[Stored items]
· · · ·

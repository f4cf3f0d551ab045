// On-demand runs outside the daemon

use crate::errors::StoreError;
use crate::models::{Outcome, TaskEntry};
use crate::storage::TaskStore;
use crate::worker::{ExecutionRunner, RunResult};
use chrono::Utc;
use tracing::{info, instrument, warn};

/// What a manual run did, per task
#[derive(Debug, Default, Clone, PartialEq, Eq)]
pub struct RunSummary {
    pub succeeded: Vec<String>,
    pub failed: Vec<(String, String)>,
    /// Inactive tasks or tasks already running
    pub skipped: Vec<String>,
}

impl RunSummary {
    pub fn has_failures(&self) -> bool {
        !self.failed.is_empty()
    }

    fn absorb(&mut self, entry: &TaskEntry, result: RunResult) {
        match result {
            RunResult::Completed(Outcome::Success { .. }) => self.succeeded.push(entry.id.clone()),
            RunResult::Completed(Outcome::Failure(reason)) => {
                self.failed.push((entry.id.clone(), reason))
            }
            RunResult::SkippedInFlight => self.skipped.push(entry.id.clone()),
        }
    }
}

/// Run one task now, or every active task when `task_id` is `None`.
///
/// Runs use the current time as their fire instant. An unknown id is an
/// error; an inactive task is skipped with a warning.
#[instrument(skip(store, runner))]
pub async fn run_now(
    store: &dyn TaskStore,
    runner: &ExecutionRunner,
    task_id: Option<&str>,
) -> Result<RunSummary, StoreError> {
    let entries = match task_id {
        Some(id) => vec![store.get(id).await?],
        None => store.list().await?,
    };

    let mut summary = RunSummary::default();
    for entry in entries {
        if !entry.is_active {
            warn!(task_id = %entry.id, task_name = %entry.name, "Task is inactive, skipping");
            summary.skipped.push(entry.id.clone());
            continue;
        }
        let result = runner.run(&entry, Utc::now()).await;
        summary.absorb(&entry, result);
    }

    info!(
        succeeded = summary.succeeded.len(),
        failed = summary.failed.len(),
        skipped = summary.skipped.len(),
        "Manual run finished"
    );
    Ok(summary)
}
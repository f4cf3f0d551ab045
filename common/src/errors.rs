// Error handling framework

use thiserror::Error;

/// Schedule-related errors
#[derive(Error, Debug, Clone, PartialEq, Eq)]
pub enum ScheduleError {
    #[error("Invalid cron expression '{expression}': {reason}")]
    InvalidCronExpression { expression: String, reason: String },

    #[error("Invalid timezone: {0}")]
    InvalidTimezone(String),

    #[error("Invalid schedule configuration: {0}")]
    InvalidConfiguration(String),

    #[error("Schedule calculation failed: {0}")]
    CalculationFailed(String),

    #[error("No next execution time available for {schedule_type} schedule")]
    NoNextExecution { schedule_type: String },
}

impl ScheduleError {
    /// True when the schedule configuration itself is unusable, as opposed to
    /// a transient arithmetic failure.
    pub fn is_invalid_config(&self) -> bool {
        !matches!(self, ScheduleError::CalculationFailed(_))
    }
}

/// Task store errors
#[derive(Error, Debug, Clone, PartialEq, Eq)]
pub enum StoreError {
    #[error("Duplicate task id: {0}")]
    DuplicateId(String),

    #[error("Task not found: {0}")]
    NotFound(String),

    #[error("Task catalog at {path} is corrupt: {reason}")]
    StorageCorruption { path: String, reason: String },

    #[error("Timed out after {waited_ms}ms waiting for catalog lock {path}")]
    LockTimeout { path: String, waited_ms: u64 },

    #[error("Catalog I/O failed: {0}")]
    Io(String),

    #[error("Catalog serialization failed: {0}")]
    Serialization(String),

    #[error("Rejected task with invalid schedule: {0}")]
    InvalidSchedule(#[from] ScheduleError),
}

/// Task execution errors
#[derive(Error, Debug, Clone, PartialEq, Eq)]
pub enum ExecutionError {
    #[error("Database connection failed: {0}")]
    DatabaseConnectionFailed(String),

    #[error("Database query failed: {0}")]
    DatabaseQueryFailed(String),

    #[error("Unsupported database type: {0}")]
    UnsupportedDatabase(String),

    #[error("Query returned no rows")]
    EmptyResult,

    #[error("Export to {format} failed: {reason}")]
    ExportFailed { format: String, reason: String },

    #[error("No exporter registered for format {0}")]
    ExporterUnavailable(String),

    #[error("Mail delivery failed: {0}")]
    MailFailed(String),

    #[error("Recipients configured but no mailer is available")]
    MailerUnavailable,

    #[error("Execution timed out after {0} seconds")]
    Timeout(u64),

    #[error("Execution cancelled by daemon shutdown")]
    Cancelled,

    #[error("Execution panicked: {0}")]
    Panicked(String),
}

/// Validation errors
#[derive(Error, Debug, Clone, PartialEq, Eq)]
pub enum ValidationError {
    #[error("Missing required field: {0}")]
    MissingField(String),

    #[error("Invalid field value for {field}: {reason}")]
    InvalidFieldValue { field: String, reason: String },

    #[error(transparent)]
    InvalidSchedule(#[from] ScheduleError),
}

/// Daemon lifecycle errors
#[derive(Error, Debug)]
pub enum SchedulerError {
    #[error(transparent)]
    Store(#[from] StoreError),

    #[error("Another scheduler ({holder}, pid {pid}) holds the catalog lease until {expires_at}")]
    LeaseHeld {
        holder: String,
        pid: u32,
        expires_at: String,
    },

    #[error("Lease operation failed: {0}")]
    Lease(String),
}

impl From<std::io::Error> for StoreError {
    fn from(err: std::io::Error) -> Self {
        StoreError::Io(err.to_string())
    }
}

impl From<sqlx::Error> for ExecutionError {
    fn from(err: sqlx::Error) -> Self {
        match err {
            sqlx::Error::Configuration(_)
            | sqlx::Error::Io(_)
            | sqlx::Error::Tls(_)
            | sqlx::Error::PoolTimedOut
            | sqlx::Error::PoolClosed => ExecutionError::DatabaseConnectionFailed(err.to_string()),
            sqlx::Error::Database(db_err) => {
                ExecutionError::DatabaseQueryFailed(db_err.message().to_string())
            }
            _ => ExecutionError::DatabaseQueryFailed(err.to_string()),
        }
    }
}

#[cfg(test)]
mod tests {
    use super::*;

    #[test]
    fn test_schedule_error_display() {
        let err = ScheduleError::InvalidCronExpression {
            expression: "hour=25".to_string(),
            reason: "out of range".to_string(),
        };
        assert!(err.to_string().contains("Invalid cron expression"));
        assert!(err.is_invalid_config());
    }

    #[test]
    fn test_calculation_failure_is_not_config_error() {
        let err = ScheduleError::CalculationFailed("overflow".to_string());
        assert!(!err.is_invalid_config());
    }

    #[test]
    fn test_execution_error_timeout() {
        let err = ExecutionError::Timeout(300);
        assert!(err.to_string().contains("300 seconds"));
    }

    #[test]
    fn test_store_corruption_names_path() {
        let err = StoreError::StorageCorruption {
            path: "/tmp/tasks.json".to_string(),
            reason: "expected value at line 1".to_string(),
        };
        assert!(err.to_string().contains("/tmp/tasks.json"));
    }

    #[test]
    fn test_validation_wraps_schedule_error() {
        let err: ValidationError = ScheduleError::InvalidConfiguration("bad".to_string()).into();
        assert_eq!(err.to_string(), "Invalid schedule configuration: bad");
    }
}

· · · ·

**WHAT TO WORK ON**
Exact repetition of every entry in the data is required.

**ANSWER FOR THIS EXERCISE**
repository f4cf3f0d551ab045
// On-demand runs outside the daemon

use crate::errors::StoreError;
use crate::models::{Outcome, TaskEntry};
use crate::storage::TaskStore;
use crate::worker::{ExecutionRunner, RunResult};
use chrono::Utc;
use tracing::{info, instrument, warn};

/// What a manual run did, per task
#[derive(Debug, Default, Clone, PartialEq, Eq)]
pub struct RunSummary {
    pub succeeded: Vec<String>,
    pub failed: Vec<(String, String)>,
    /// Inactive tasks or tasks already running
    pub skipped: Vec<String>,
}

impl RunSummary {
    pub fn has_failures(&self) -> bool {
        !self.failed.is_empty()
    }

    fn absorb(&mut self, entry: &TaskEntry, result: RunResult) {
        match result {
            RunResult::Completed(Outcome::Success { .. }) => self.succeeded.push(entry.id.clone()),
            RunResult::Completed(Outcome::Failure(reason)) => {
                self.failed.push((entry.id.clone(), reason))
            }
            RunResult::SkippedInFlight => self.skipped.push(entry.id.clone()),
        }
    }
}

/// Run one task now, or every active task when `task_id` is `None`.
///
/// Runs use the current time as their fire instant. An unknown id is an
/// error; an inactive task is skipped with a warning.
#[instrument(skip(store, runner))]
pub async fn run_now(
    store: &dyn TaskStore,
    runner: &ExecutionRunner,
    task_id: Option<&str>,
) -> Result<RunSummary, StoreError> {
    let entries = match task_id {
        Some(id) => vec![store.get(id).await?],
        None => store.list().await?,
    };

    let mut summary = RunSummary::default();
    for entry in entries {
        if !entry.is_active {
            warn!(task_id = %entry.id, task_name = %entry.name, "Task is inactive, skipping");
            summary.skipped.push(entry.id.clone());
            continue;
        }
        let result = runner.run(&entry, Utc::now()).await;
        summary.absorb(&entry, result);
    }

    info!(
        succeeded = summary.succeeded.len(),
        failed = summary.failed.len(),
        skipped = summary.skipped.len(),
        "Manual run finished"
    );
    Ok(summary)
}
repository f4cf3f0d551ab045
filename common/src/errors.rs
// Error handling framework

use thiserror::Error;

/// Schedule-related errors
#[derive(Error, Debug, Clone, PartialEq, Eq)]
pub enum ScheduleError {
    #[error("Invalid cron expression '{expression}': {reason}")]
    InvalidCronExpression { expression: String, reason: String },

    #[error("Invalid timezone: {0}")]
    InvalidTimezone(String),

    #[error("Invalid schedule configuration: {0}")]
    InvalidConfiguration(String),

    #[error("Schedule calculation failed: {0}")]
    CalculationFailed(String),

    #[error("No next execution time available for {schedule_type} schedule")]
    NoNextExecution { schedule_type: String },
}

impl ScheduleError {
    /// True when the schedule configuration itself is unusable, as opposed to
    /// a transient arithmetic failure.
    pub fn is_invalid_config(&self) -> bool {
        !matches!(self, ScheduleError::CalculationFailed(_))
    }
}

/// Task store errors
#[derive(Error, Debug, Clone, PartialEq, Eq)]
pub enum StoreError {
    #[error("Duplicate task id: {0}")]
    DuplicateId(String),

    #[error("Task not found: {0}")]
    NotFound(String),

    #[error("Task catalog at {path} is corrupt: {reason}")]
    StorageCorruption { path: String, reason: String },

    #[error("Timed out after {waited_ms}ms waiting for catalog lock {path}")]
    LockTimeout { path: String, waited_ms: u64 },

    #[error("Catalog I/O failed: {0}")]
    Io(String),

    #[error("Catalog serialization failed: {0}")]
    Serialization(String),

    #[error("Rejected task with invalid schedule: {0}")]
    InvalidSchedule(#[from] ScheduleError),
}

/// Task execution errors
#[derive(Error, Debug, Clone, PartialEq, Eq)]
pub enum ExecutionError {
    #[error("Database connection failed: {0}")]
    DatabaseConnectionFailed(String),

    #[error("Database query failed: {0}")]
    DatabaseQueryFailed(String),

    #[error("Unsupported database type: {0}")]
    UnsupportedDatabase(String),

    #[error("Query returned no rows")]
    EmptyResult,

    #[error("Export to {format} failed: {reason}")]
    ExportFailed { format: String, reason: String },

    #[error("No exporter registered for format {0}")]
    ExporterUnavailable(String),

    #[error("Mail delivery failed: {0}")]
    MailFailed(String),

    #[error("Recipients configured but no mailer is available")]
    MailerUnavailable,

    #[error("Execution timed out after {0} seconds")]
    Timeout(u64),

    #[error("Execution cancelled by daemon shutdown")]
    Cancelled,

    #[error("Execution panicked: {0}")]
    Panicked(String),
}

/// Validation errors
#[derive(Error, Debug, Clone, PartialEq, Eq)]
pub enum ValidationError {
    #[error("Missing required field: {0}")]
    MissingField(String),

    #[error("Invalid field value for {field}: {reason}")]
    InvalidFieldValue { field: String, reason: String },

    #[error(transparent)]
    InvalidSchedule(#[from] ScheduleError),
}

/// Daemon lifecycle errors
#[derive(Error, Debug)]
pub enum SchedulerError {
    #[error(transparent)]
    Store(#[from] StoreError),

    #[error("Another scheduler ({holder}, pid {pid}) holds the catalog lease until {expires_at}")]
    LeaseHeld {
        holder: String,
        pid: u32,
        expires_at: String,
    },

    #[error("Lease operation failed: {0}")]
    Lease(String),
}

impl From<std::io::Error> for StoreError {
    fn from(err: std::io::Error) -> Self {
        StoreError::Io(err.to_string())
    }
}

impl From<sqlx::Error> for ExecutionError {
    fn from(err: sqlx::Error) -> Self {
        match err {
            sqlx::Error::Configuration(_)
            | sqlx::Error::Io(_)
            | sqlx::Error::Tls(_)
            | sqlx::Error::PoolTimedOut
            | sqlx::Error::PoolClosed => ExecutionError::DatabaseConnectionFailed(err.to_string()),
            sqlx::Error::Database(db_err) => {
                ExecutionError::DatabaseQueryFailed(db_err.message().to_string())
            }
            _ => ExecutionError::DatabaseQueryFailed(err.to_string()),
        }
    }
}

#[cfg(test)]
mod tests {
    use super::*;

    #[test]
    fn test_schedule_error_display() {
        let err = ScheduleError::InvalidCronExpression {
            expression: "hour=25".to_string(),
            reason: "out of range".to_string(),
        };
        assert!(err.to_string().contains("Invalid cron expression"));
        assert!(err.is_invalid_config());
    }

    #[test]
    fn test_calculation_failure_is_not_config_error() {
        let err = ScheduleError::CalculationFailed("overflow".to_string());
        assert!(!err.is_invalid_config());
    }

    #[test]
    fn test_execution_error_timeout() {
        let err = ExecutionError::Timeout(300);
        assert!(err.to_string().contains("300 seconds"));
    }

    #[test]
    fn test_store_corruption_names_path() {
        let err = StoreError::StorageCorruption {
            path: "/tmp/tasks.json".to_string(),
            reason: "expected value at line 1".to_string(),
        };
        assert!(err.to_string().contains("/tmp/tasks.json"));
    }

    #[test]
    fn test_validation_wraps_schedule_error() {
        let err: ValidationError = ScheduleError::InvalidConfiguration("bad".to_string()).into();
        assert_eq!(err.to_string(), "Invalid schedule configuration: bad");
    }
}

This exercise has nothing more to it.